Dear reader, the end of our self imposed limbo is near. Today, after a lengthy meeting with my Thai and American lawyers and the representatives of an unnamed foreign power, THOCBDC is almost ready to resume its normal gait of meandering and haphazard reporting. Whether you ... dear reader ... will ever know what these last few weeks has wrought is doubtful. But, those of you who are familiar with "D-Notices" will understand what I mean.


Thursday, November 28, 2002 (Thanksgiving Day in the USA)

"In God We Trust" - Anonymous dyslectic engraver (US Treasury)1

I totally forgot that today was Thanksgiving until I saw a note in the Asian Wall Street Journal which stated that the American stock exchanges were closed.

As a last minute gesture in the direction of the holiday I booked a table on an evening river boat; a dinner cruise offered by the Shangri-La Hotel.

There was no turkey. Shrimp was the plate of feast.

Watcharee and I invited Pee Pom and Golf to go with us.

There was no discussion of the Pilgrim Fathers.

December 25th will probably be equally eventful for us.

But New Year's will be altogether something different.


1 A reported cross-breeder of Pomeranians and weasels for the 'ring'. But his anonymity and obscurity became complete with the growth of bets on cock fighting.


Friday, November 29, 2002

The House of Corkscrew Balloon Dot Com (THOCBDC) opened its doors to the public on May 1, 19961 ... exactly 2,403 days ago ... so, it's now just about 6.576 years old. This makes it one of the earliest (oldest?) ongoing 'blogs' on the Internet. In fact it is even older than some disparate household-name sites such as AuntJemimaPancakeMix.com and DurexTopGel.com. And, it has easily outlived ENRON.com.
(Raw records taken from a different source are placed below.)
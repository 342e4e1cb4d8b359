//! Pixel filters for the raster backend.
//!
//! Canvas2D applies CSS `filter` natively; tiny-skia has no filter
//! pipeline, so background effects and shadow blur are composed per pixel
//! here using the CSS filter formulas.

use sd_core::ImageEffects;
use tiny_skia::{ColorU8, Pixmap};

/// One color filter step, in CSS units (1.0 = unchanged).
#[derive(Debug, Clone, Copy, PartialEq)]
pub enum FilterFunction {
    /// 0 = unchanged, 1 = fully gray.
    Grayscale(f32),
    /// 0 = black, 1 = unchanged.
    Brightness(f32),
    /// 0 = flat gray, 1 = unchanged.
    Contrast(f32),
    /// 0 = desaturated, 1 = unchanged.
    Saturate(f32),
}

/// Ordered filter chain.
#[derive(Debug, Clone, Default, PartialEq)]
pub struct FilterList {
    pub filters: Vec<FilterFunction>,
}

impl FilterList {
    pub fn new() -> Self {
        Self::default()
    }

    pub fn push(mut self, filter: FilterFunction) -> Self {
        self.filters.push(filter);
        self
    }

    /// Same chain, in the same order, as `ImageEffects::to_css_filter`.
    pub fn from_effects(effects: &ImageEffects) -> Self {
        if !effects.has_filters() {
            return Self::new();
        }
        let mut list = Self::new();
        if effects.grayscale {
            list = list.push(FilterFunction::Grayscale(1.0));
        }
        list.push(FilterFunction::Brightness(effects.brightness.max(0.0) / 100.0))
            .push(FilterFunction::Contrast(effects.contrast.max(0.0) / 100.0))
            .push(FilterFunction::Saturate(effects.saturation.max(0.0) / 100.0))
    }

    pub fn is_empty(&self) -> bool {
        self.filters.is_empty()
    }

    /// Run every filter over one unpremultiplied RGB triple in [0, 1].
    pub fn apply_rgb(&self, mut rgb: [f32; 3]) -> [f32; 3] {
        for filter in &self.filters {
            rgb = match *filter {
                FilterFunction::Grayscale(amount) => grayscale(rgb, amount),
                FilterFunction::Brightness(amount) => rgb.map(|c| c * amount),
                FilterFunction::Contrast(amount) => rgb.map(|c| (c - 0.5) * amount + 0.5),
                FilterFunction::Saturate(amount) => saturate(rgb, amount),
            }
            .map(|c| c.clamp(0.0, 1.0));
        }
        rgb
    }
}

fn grayscale([r, g, b]: [f32; 3], amount: f32) -> [f32; 3] {
    let a = amount.clamp(0.0, 1.0);
    let inv = 1.0 - a;
    [
        (0.2126 + 0.7874 * inv) * r + (0.7152 - 0.7152 * inv) * g + (0.0722 - 0.0722 * inv) * b,
        (0.2126 - 0.2126 * inv) * r + (0.7152 + 0.2848 * inv) * g + (0.0722 - 0.0722 * inv) * b,
        (0.2126 - 0.2126 * inv) * r + (0.7152 - 0.7152 * inv) * g + (0.0722 + 0.9278 * inv) * b,
    ]
}

fn saturate([r, g, b]: [f32; 3], s: f32) -> [f32; 3] {
    [
        (0.213 + 0.787 * s) * r + (0.715 - 0.715 * s) * g + (0.072 - 0.072 * s) * b,
        (0.213 - 0.213 * s) * r + (0.715 + 0.285 * s) * g + (0.072 - 0.072 * s) * b,
        (0.213 - 0.213 * s) * r + (0.715 - 0.715 * s) * g + (0.072 + 0.928 * s) * b,
    ]
}

/// Apply a filter chain to every pixel of `pixmap`, preserving alpha.
pub fn apply_filters(pixmap: &mut Pixmap, filters: &FilterList) {
    if filters.is_empty() {
        return;
    }
    for pixel in pixmap.pixels_mut() {
        let c = pixel.demultiply();
        if c.alpha() == 0 {
            continue;
        }
        let to_unit = |v: u8| f32::from(v) / 255.0;
        let [r, g, b] = filters.apply_rgb([to_unit(c.red()), to_unit(c.green()), to_unit(c.blue())]);
        let to_u8 = |v: f32| (v * 255.0).round() as u8;
        *pixel = ColorU8::from_rgba(to_u8(r), to_u8(g), to_u8(b), c.alpha()).premultiply();
    }
}

// ─── Blur ────────────────────────────────────────────────────────────────

/// Approximate a Gaussian blur of standard deviation `sigma` with three
/// box-blur passes.
///
/// Canvas2D's `shadowBlur` is twice the standard deviation, so callers pass
/// `shadow_blur / 2`.
pub fn gaussian_blur(pixmap: &mut Pixmap, sigma: f32) {
    let radius = sigma.round();
    if radius.is_nan() || radius < 1.0 {
        return;
    }
    let radius = radius as usize;
    for _ in 0..3 {
        box_blur(pixmap, radius);
    }
}

/// Separable box blur over premultiplied channels, clamped at the edges.
pub fn box_blur(pixmap: &mut Pixmap, radius: usize) {
    let width = pixmap.width() as usize;
    let height = pixmap.height() as usize;
    if radius == 0 || width == 0 || height == 0 {
        return;
    }
    let data = pixmap.data_mut();
    let mut line = Vec::with_capacity(width.max(height) * 4);

    for y in 0..height {
        line.clear();
        line.extend_from_slice(&data[y * width * 4..(y + 1) * width * 4]);
        blur_line(&line, width, radius, |i, px| {
            data[(y * width + i) * 4..(y * width + i) * 4 + 4].copy_from_slice(&px);
        });
    }
    for x in 0..width {
        line.clear();
        for y in 0..height {
            line.extend_from_slice(&data[(y * width + x) * 4..(y * width + x) * 4 + 4]);
        }
        blur_line(&line, height, radius, |i, px| {
            data[(i * width + x) * 4..(i * width + x) * 4 + 4].copy_from_slice(&px);
        });
    }
}

/// Running-sum box filter over one row/column of RGBA pixels.
fn blur_line(src: &[u8], len: usize, radius: usize, mut write: impl FnMut(usize, [u8; 4])) {
    let window = (2 * radius + 1) as u32;
    let at = |i: isize| pixel_at(src, len, i);

    let mut sum = [0u32; 4];
    for k in -(radius as isize)..=(radius as isize) {
        for (s, v) in sum.iter_mut().zip(at(k)) {
            *s += u32::from(*v);
        }
    }
    for i in 0..len {
        let px = sum.map(|s| ((s + window / 2) / window) as u8);
        write(i, px);
        let leaving = at(i as isize - radius as isize);
        let entering = at(i as isize + radius as isize + 1);
        for c in 0..4 {
            sum[c] = sum[c] + u32::from(entering[c]) - u32::from(leaving[c]);
        }
    }
}

fn pixel_at(src: &[u8], len: usize, i: isize) -> &[u8] {
    let i = i.clamp(0, len as isize - 1) as usize;
    &src[i * 4..i * 4 + 4]
}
Though our readership is small (and probably strange) it is fairly constant ... but, with a not-to-be-sneezed-at growth appreciation. Even though our upward trend line has not been spectacular, we at THOCBDC like to equate ourselves with something akin to a widow's pension investment: safe, reliable ... like a coiled cat on granny's lap.

But for those of you who like raw statistics:

Our LOW point as far as daily curiosity was concerned took place not long after we opened THOCBDC. On May 27, 1996 we had 55 Hits that asked us to send them just 462,140 Bytes. That might have been our "corkscrew patent registration numbers" issue; one that we did not reprint.

Our HIGH occurred on September 3 of this year. In that one 24-hour period 358,990 Hits pushed us for 2,429,496,096 Bytes.2

Switching gears, this morning's great Thai language dailies prove that The Sopranos have come to Bangkok. Now, dear reader, I have a question or two: in which episode were the chunks of brain splashed against the driver's window3? And was it in the first season or the second season?


1 Initial contents included details about corkscrews, balloons, and elephant polo; the first daily journal began in June 1996.

2 Undoubtedly, different editorial pandering techniques (e.g. more focused market targeting) helped 'spike' our log-following of these later more sought after issues.

3 Remember ... the driver picks up the hit-man at the airport ... after some small talk the hit-man puts a .45 slug into the head of the all-too-gabby driver ... the red globs and gobs of brain, bone and blood (sticking to the glass) discretely hide the viewer's eyes from the obviously missing left side of the driver's head.


Saturday, November 30, 2002 (Saint Andrew's Day)

Today Watcharee took on the job of babysitting her little niece. Just for today, of course.

Watcharee and Niece

In order to abort any maternal instincts that might have stirred while the little tike was in her care I asked Adobe Photo Shop 7.0TM to lend me a hand. The resulting 'child' has been password protected for obvious reasons.1


1 "Round up the usual 'users' and 'passwords'!"


PS Ning celebrated her 28th birthday last night. Yo thought it was her 29th. Now they are no longer speaking to one another. Yo's girlfriend is Ying ... and she is almost 27. The Gym has no Yang.